I'm stuck on writing an algorithm for getting the amount of distinct partitions for a number $n$ with the partition being size $k$. It's important that there isn't any repetition in the partitions. For example:
The partitions of size 2 for number 5 are:
- [4, 1]
- [3, 2]
The partitions of size 3 for number 6 exists only of:
- [3, 2, 1]
Notice that [2, 2, 2] isn't a partition because it has a repeating use of 2.
I currently have implemented a dynamic algorithm that finds the amount of partitions that allow repetition. Here $m$ is is the number and $n$ is the size of the partitions.

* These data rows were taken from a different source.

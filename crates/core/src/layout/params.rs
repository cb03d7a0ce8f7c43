//! Layout analysis parameters.
//!
//! Contains `LayoutParams` for controlling reconstruction behavior and
//! `ResolvedParams`, the concrete thresholds after auto values are derived
//! from input statistics.

use serde::{Deserialize, Serialize};

use crate::error::{LayoutError, Result};

/// Cap on how many blocks the reading-order sequencer places in one row.
///
/// This is a row cap, not an overlap tolerance: blocks always share a row
/// when they overlap vertically, and the hint only limits how many may do so.
#[derive(Debug, Clone, Copy, Default, PartialEq, Eq, Serialize, Deserialize)]
#[serde(rename_all = "snake_case")]
pub enum ColumnHint {
    /// No cap; every vertically overlapping block joins the row.
    #[default]
    Auto,
    /// At most this many blocks share a row. `Fixed(0)` means no cap, like
    /// `Auto`; `Fixed(1)` disables rows so blocks read top to bottom.
    Fixed(usize),
}

/// Parameters for layout reconstruction.
///
/// Absolute thresholds left as `None` are derived from the input: the line
/// tolerance and word gap from the median word height, the block gap from the
/// median line height.
#[derive(Debug, Clone, PartialEq, Serialize, Deserialize)]
#[serde(default)]
pub struct LayoutParams {
    /// Maximum distance between a word's anchor (baseline, or vertical centre)
    /// and a line's running baseline for the word to join that line.
    pub line_height_tolerance: Option<f64>,

    /// Maximum vertical gap between the bottom of a block and the top of the
    /// next line for that line to join the block.
    pub block_gap_threshold: Option<f64>,

    /// Maximum horizontal gap between a word and a line's extent for the word
    /// to join that line.
    pub word_gap_tolerance: Option<f64>,

    /// Minimum horizontal overlap between a line and a block, relative to the
    /// narrower of the two, for the line to join the block.
    pub column_overlap_fraction: f64,

    /// Maximum number of blocks per reading-order row.
    pub column_count_hint: ColumnHint,

    /// If set, lines only join a block whose left edge is within this
    /// distance of their own.
    pub left_edge_tolerance: Option<f64>,

    /// Auto line tolerance, relative to the median word height.
    pub line_tolerance_ratio: f64,

    /// Auto word gap, relative to the median word height.
    pub word_gap_ratio: f64,

    /// Auto block gap, relative to the median line height.
    pub block_gap_ratio: f64,
}

impl Default for LayoutParams {
    fn default() -> Self {
        Self {
            line_height_tolerance: None,
            block_gap_threshold: None,
            word_gap_tolerance: None,
            column_overlap_fraction: 0.3,
            column_count_hint: ColumnHint::Auto,
            left_edge_tolerance: None,
            line_tolerance_ratio: 0.5,
            word_gap_ratio: 2.0,
            block_gap_ratio: 1.0,
        }
    }
}

impl LayoutParams {
    pub fn with_line_height_tolerance(mut self, value: f64) -> Self {
        self.line_height_tolerance = Some(value);
        self
    }

    pub fn with_block_gap_threshold(mut self, value: f64) -> Self {
        self.block_gap_threshold = Some(value);
        self
    }

    pub fn with_word_gap_tolerance(mut self, value: f64) -> Self {
        self.word_gap_tolerance = Some(value);
        self
    }

    pub fn with_column_overlap_fraction(mut self, value: f64) -> Self {
        self.column_overlap_fraction = value;
        self
    }

    pub fn with_column_count_hint(mut self, hint: ColumnHint) -> Self {
        self.column_count_hint = hint;
        self
    }

    pub fn with_left_edge_tolerance(mut self, value: f64) -> Self {
        self.left_edge_tolerance = Some(value);
        self
    }

    /// Checks every value is in range. Called before any clustering starts.
    pub fn validate(&self) -> Result<()> {
        check_optional("line_height_tolerance", self.line_height_tolerance)?;
        check_optional("block_gap_threshold", self.block_gap_threshold)?;
        check_optional("word_gap_tolerance", self.word_gap_tolerance)?;
        check_optional("left_edge_tolerance", self.left_edge_tolerance)?;
        check_non_negative("line_tolerance_ratio", self.line_tolerance_ratio)?;
        check_non_negative("word_gap_ratio", self.word_gap_ratio)?;
        check_non_negative("block_gap_ratio", self.block_gap_ratio)?;

        let fraction = self.column_overlap_fraction;
        if !fraction.is_finite() || !(0.0..=1.0).contains(&fraction) {
            return Err(LayoutError::Configuration(format!(
                "column_overlap_fraction must be within [0, 1], got {}",
                fraction
            )));
        }
        Ok(())
    }

    /// Resolves auto thresholds against the given statistics.
    ///
    /// `median_word_height` comes from the eligible words; the block gap is
    /// resolved separately once lines exist (see `ResolvedParams::with_line_height`).
    pub fn resolve(&self, median_word_height: f64) -> ResolvedParams {
        ResolvedParams {
            line_height_tolerance: self
                .line_height_tolerance
                .unwrap_or(self.line_tolerance_ratio * median_word_height),
            word_gap_tolerance: self
                .word_gap_tolerance
                .unwrap_or(self.word_gap_ratio * median_word_height),
            block_gap_threshold: self.block_gap_threshold.unwrap_or(0.0),
            column_overlap_fraction: self.column_overlap_fraction,
            column_count_hint: self.column_count_hint,
            left_edge_tolerance: self.left_edge_tolerance,
            block_gap_ratio: self.block_gap_ratio,
            block_gap_explicit: self.block_gap_threshold.is_some(),
        }
    }
}

fn check_non_negative(name: &str, value: f64) -> Result<()> {
    if !value.is_finite() || value < 0.0 {
        return Err(LayoutError::Configuration(format!(
            "{} must be a finite value >= 0, got {}",
            name, value
        )));
    }
    Ok(())
}

fn check_optional(name: &str, value: Option<f64>) -> Result<()> {
    match value {
        Some(v) => check_non_negative(name, v),
        None => Ok(()),
    }
}

/// Concrete thresholds for one reconstruction call.
#[derive(Debug, Clone, PartialEq)]
pub struct ResolvedParams {
    pub line_height_tolerance: f64,
    pub word_gap_tolerance: f64,
    pub block_gap_threshold: f64,
    pub column_overlap_fraction: f64,
    pub column_count_hint: ColumnHint,
    pub left_edge_tolerance: Option<f64>,
    block_gap_ratio: f64,
    block_gap_explicit: bool,
}

impl ResolvedParams {
    /// Fills in the auto block gap from the median line height.
    pub fn with_line_height(mut self, median_line_height: f64) -> Self {
        if !self.block_gap_explicit {
            self.block_gap_threshold = self.block_gap_ratio * median_line_height;
        }
        self
    }
}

def count_partitions(m, n):
def e_at(i,j):
if i == j and j == -1:
return 1
if i < j:
return 0
else:
return p[i][j]
p = [[-1 for _ in range(n)] for _ in range(m)]
for i in range(m):
p[i][0] = 1
for i in range(m):
for j in range(1, min(i + 1, n)):
if i < 2*j:
p[i][j] = e_at(i-1,j-1)
else:
p[i][j] = e_at(i-1, j-1) + e_at(i-j-1,j)
return p[m-1][n-1]
I've also got a program to generate all the different distinct k-partitions of a number $n$
def generate_partitions(n, k):
if n == 0:
return []
def rec_partition(m, b, n, a, l):
if m == 0:
l.append(conj_partition(a[:n]))
else:
c = a[n]
for i in range(1, min(b,m) + 1):
a[n] = i
rec_partition(m-i, i, n+1, a, l)
a[n] = c
def has_double(l):
for i in range(len(l) - 1):
if l[i] == l[i+1]:
return True
return False
l = []
a = [0] * n
a[0] = k
rec_partition(n - k, k,1, a, l)
return sorted([p for p in l if not has_double(p)], reverse=True)
So far the only way I found to get the number of distinct k-partitions is to generate them all and take the length of the returned list.
However I feel like there would be a better way to get the amount without generating them all by modifying the dynamic programming algorithm above. But I haven't had any luck with that.
Anyone has any idea that would help?